In further news from Gaza, the Ministry of Health made an announcement on Saturday stating that all of the citizens of the Gaza Strip are drinking unsafe water, putting the Palestinian population at risk of disease and death.
The Ministry pointed out that the public health laboratory has long been shut down due to the Zionist aggression, and the ministry remains incapable of examining drinking water in the Gaza Strip.
The Ministry also slammed the Israeli occupation's blocking of chlorine from entering the enclave, leaving the Health Ministry unable to treat drinking water in Gaza, forcing the entire civilian population to drink unsafe water and putting their lives at risk.

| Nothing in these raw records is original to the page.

//! Persistence of raw instances so that sampling can be skipped on later runs.

use std::fs;
use std::path::{Path, PathBuf};

use serde::{Deserialize, Serialize};
use tracing::{debug, info};

use crate::error::GenError;
use crate::instance::Instance;
use crate::params::InstanceParams;
use crate::sampler::sample_reference_instance;

/// Version tag written into every snapshot.
pub const SNAPSHOT_VERSION: u32 = 1;

#[derive(Serialize, Deserialize)]
struct Snapshot {
    version: u32,
    params: InstanceParams,
    instance: Instance,
}

/// Serializes an instance into a tagged `bincode` snapshot.
pub fn to_bytes(instance: &Instance) -> Result<Vec<u8>, GenError> {
    let snapshot = Snapshot {
        version: SNAPSHOT_VERSION,
        params: instance.params(),
        instance: instance.clone(),
    };
    Ok(bincode::serialize(&snapshot)?)
}

/// Deserializes a snapshot, requiring it to match `expected`.
pub fn from_bytes(bytes: &[u8], expected: InstanceParams) -> Result<Instance, GenError> {
    let snapshot: Snapshot = bincode::deserialize(bytes)?;
    if snapshot.version != SNAPSHOT_VERSION {
        return Err(GenError::InvalidInstance(format!(
            "unsupported snapshot version {}",
            snapshot.version
        )));
    }
    if snapshot.params != expected {
        return Err(GenError::ConfigurationMismatch {
            expected,
            found: snapshot.params,
        });
    }
    if snapshot.instance.params() != snapshot.params {
        return Err(GenError::InvalidInstance(format!(
            "snapshot tagged {} holds a {} instance",
            snapshot.params,
            snapshot.instance.params()
        )));
    }
    snapshot.instance.check_shapes()?;
    Ok(snapshot.instance)
}

/// Directory-backed store of instance snapshots, one file per configuration.
#[derive(Clone, Debug)]
pub struct InstanceStore {
    root: PathBuf,
}

impl InstanceStore {
    /// Creates a store rooted at `root`; the directory is created on first save.
    pub fn new(root: impl Into<PathBuf>) -> Self {
        Self { root: root.into() }
    }

    /// File holding the snapshot for `params`.
    pub fn path_for(&self, params: InstanceParams) -> PathBuf {
        self.root
            .join(format!("matrices_and_constants_{}.bin", params.tag()))
    }

    /// Writes the snapshot for `instance`, replacing any previous one.
    pub fn save(&self, instance: &Instance) -> Result<PathBuf, GenError> {
        let path = self.path_for(instance.params());
        save_to(&path, instance)?;
        Ok(path)
    }

    /// Loads the snapshot for `params`.
    pub fn load(&self, params: InstanceParams) -> Result<Instance, GenError> {
        load_from(&self.path_for(params), params)
    }

    /// Loads the snapshot for `params`, sampling and saving it if absent.
    pub fn load_or_sample(&self, params: InstanceParams) -> Result<Instance, GenError> {
        let path = self.path_for(params);
        if path.exists() {
            debug!(path = %path.display(), "reusing stored instance");
            return load_from(&path, params);
        }
        let instance = sample_reference_instance(params)?;
        save_to(&path, &instance)?;
        Ok(instance)
    }
}

/// Writes a snapshot of `instance` to `path`.
pub fn save_to(path: &Path, instance: &Instance) -> Result<(), GenError> {
    let bytes = to_bytes(instance)?;
    if let Some(parent) = path.parent() {
        fs::create_dir_all(parent)?;
    }
    fs::write(path, bytes)?;
    info!(path = %path.display(), params = %instance.params(), "stored instance");
    Ok(())
}

/// Reads the snapshot at `path`, requiring it to match `expected`.
pub fn load_from(path: &Path, expected: InstanceParams) -> Result<Instance, GenError> {
    let bytes = fs::read(path)?;
    from_bytes(&bytes, expected)
}

#[cfg(test)]
mod tests {
    use super::*;

    #[test]
    fn snapshot_roundtrip() {
        let params = InstanceParams::new(16, 16, 2);
        let instance = sample_reference_instance(params).unwrap();
        let bytes = to_bytes(&instance).unwrap();
        assert_eq!(from_bytes(&bytes, params).unwrap(), instance);
    }

    #[test]
    fn snapshot_rejects_other_configuration() {
        let instance = sample_reference_instance(InstanceParams::new(16, 16, 2)).unwrap();
        let bytes = to_bytes(&instance).unwrap();
        let err = from_bytes(&bytes, InstanceParams::new(16, 16, 3)).unwrap_err();
        assert!(matches!(
            err,
            GenError::ConfigurationMismatch { expected, found }
                if expected.rounds == 3 && found.rounds == 2
        ));
    }

    #[derive(Serialize)]
    struct StoredVector {
        len: usize,
        words: Vec<u64>,
    }

    #[derive(Serialize)]
    struct StoredInstance {
        params: InstanceParams,
        linear_layers: Vec<gf2_core::BitMatrix>,
        round_key_matrices: Vec<gf2_core::BitMatrix>,
        round_constants: Vec<StoredVector>,
    }

    #[derive(Serialize)]
    struct StoredSnapshot {
        version: u32,
        params: InstanceParams,
        instance: StoredInstance,
    }

    fn snapshot_with_constant_words(words: Vec<u64>) -> Vec<u8> {
        let params = InstanceParams::new(8, 8, 1);
        let instance = sample_reference_instance(params).unwrap();
        bincode::serialize(&StoredSnapshot {
            version: SNAPSHOT_VERSION,
            params,
            instance: StoredInstance {
                params,
                linear_layers: instance.linear_layers().to_vec(),
                round_key_matrices: instance.round_key_matrices().to_vec(),
                round_constants: vec![StoredVector { len: 8, words }],
            },
        })
        .unwrap()
    }

    #[test]
    fn snapshot_with_corrupt_vector_storage_is_rejected() {
        let params = InstanceParams::new(8, 8, 1);
        let ok = from_bytes(&snapshot_with_constant_words(vec![0x5a]), params).unwrap();
        assert_eq!(ok.round_constants()[0].words(), &[0x5a]);

        for words in [vec![], vec![0, 0], vec![0x100]] {
            let err = from_bytes(&snapshot_with_constant_words(words), params).unwrap_err();
            assert!(matches!(err, GenError::Serialization(_)), "{err}");
            assert!(err.to_string().contains("corrupt storage"));
        }
    }

    #[test]
    fn garbage_is_a_serialization_error() {
        let err = from_bytes(&[1, 2, 3], InstanceParams::default()).unwrap_err();
        assert!(matches!(err, GenError::Serialization(_)));
    }

    #[test]
    fn store_samples_once_then_reuses() {
        let dir = tempfile::tempdir().unwrap();
        let store = InstanceStore::new(dir.path().join("cache"));
        let params = InstanceParams::new(12, 12, 1);
        assert!(matches!(store.load(params), Err(GenError::Io(_))));

        let first = store.load_or_sample(params).unwrap();
        let path = store.path_for(params);
        assert!(path.ends_with("matrices_and_constants_12_12_1.bin"));
        assert!(path.exists());
        assert_eq!(store.load(params).unwrap(), first);
        assert_eq!(store.load_or_sample(params).unwrap(), first);
    }
}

Gaza's Ministry of Health also said the suffering of Gaza's population is compounded by the difficulty of obtaining water following the Israeli occupation's destruction of Gaza's desalinization plants.
In Beit Lahiya for instance, in the northern Gaza Strip, the city's mayor, Alaa Al-Attar, reported that the Israeli occupation army has destroyed 70% of water wells in the city, along with 50% of the city's sewage pumps, and has destroyed more than 80km of water and sewage networks, resulting in a humanitarian catastrophe for the local population.
In further tragic news, an infant who's life was saved after being removed from her mother's womb her death in an Israeli airstrike, has died herself from complications.
According to several reports in the local Palestinian media, as well as an Al-Jazeera report, the infant baby, named Sabreen al-Rouh Jouda, was rescued from her mother's womb after an Israeli airstrike hit their home, killing the unborn child's entire family, including her mother who carried her at the time, along with her father, and her young sister.
The infant Rouh died in hospital on Thursday and was buried with the rest of her family in Gaza.
Meanwhile, the massacre of civilians in Gaza continues unabated, with airstrikes and artillery shelling targeting residential homes and buildings across the northern, central and southern Gaza Strip, resulting in dozens of casualties over the last day.
In Gaza's north, Zionist gunboats fired live bullets from heavy machine-guns towards the fisherman's port of Gaza City, while at the same time shelling the outskirts of the Al-Shati Refugee Camp with artillery.
In another gruesome massacre, Zionist warplanes bombed near the Faisal School in the Japanese neighborhood of Khan Yunis, in the southern Gaza Strip, killing three Palestinian civilians and wounding a number of others.
Similarly, occupation fighter jets bombed the Sawarha area, west of the Nuseirat Camp, in the central Gaza Strip, martyring two civilians and wounding several others.
The slaughter of Palestinians continued with another Zionist airstrike targeting a civilian house in Rafah City, in the south of Gaza, killing at least 6 civilians.
That strike was immediately followed by two more airstrikes on residential homes in Rafah, resulting in the deaths of 8 more civilians, mostly women and children, and wounding dozens of others.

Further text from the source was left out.